--- The data ---
* * * * * * * * *
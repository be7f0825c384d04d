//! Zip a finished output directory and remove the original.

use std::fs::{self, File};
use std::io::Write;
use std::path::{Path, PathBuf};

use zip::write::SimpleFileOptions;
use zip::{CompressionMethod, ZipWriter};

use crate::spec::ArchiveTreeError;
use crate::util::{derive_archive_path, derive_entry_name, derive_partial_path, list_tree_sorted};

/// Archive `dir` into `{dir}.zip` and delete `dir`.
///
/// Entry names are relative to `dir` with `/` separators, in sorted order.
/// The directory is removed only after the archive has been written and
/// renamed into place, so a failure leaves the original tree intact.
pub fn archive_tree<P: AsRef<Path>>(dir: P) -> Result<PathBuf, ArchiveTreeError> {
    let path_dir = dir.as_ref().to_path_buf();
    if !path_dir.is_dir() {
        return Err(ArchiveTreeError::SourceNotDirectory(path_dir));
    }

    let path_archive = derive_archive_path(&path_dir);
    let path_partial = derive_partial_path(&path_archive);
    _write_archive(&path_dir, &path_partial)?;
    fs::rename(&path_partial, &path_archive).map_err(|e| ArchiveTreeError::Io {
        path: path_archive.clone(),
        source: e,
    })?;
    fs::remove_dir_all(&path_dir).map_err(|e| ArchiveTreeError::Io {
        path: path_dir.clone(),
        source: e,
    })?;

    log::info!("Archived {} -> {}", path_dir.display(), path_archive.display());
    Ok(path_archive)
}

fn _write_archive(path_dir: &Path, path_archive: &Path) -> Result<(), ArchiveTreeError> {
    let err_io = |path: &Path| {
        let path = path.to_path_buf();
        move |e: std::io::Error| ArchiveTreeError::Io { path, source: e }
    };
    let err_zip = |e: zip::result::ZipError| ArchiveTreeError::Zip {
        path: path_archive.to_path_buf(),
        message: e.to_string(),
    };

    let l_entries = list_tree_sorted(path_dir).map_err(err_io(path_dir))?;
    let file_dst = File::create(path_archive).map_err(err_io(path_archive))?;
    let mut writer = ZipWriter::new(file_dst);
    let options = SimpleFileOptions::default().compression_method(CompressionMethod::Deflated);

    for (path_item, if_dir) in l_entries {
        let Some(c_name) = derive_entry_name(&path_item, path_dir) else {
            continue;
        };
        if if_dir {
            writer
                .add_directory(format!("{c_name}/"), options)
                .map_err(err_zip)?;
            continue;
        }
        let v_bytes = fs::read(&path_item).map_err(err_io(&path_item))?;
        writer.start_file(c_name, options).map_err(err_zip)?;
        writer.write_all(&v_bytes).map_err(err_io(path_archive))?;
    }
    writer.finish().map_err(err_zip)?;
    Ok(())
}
* * * * * * * * *
Where does the string "clone" appear in the records above? Show every line that holds it.

--- Output for this task ---
        path: path_archive.clone(),
        path: path_dir.clone(),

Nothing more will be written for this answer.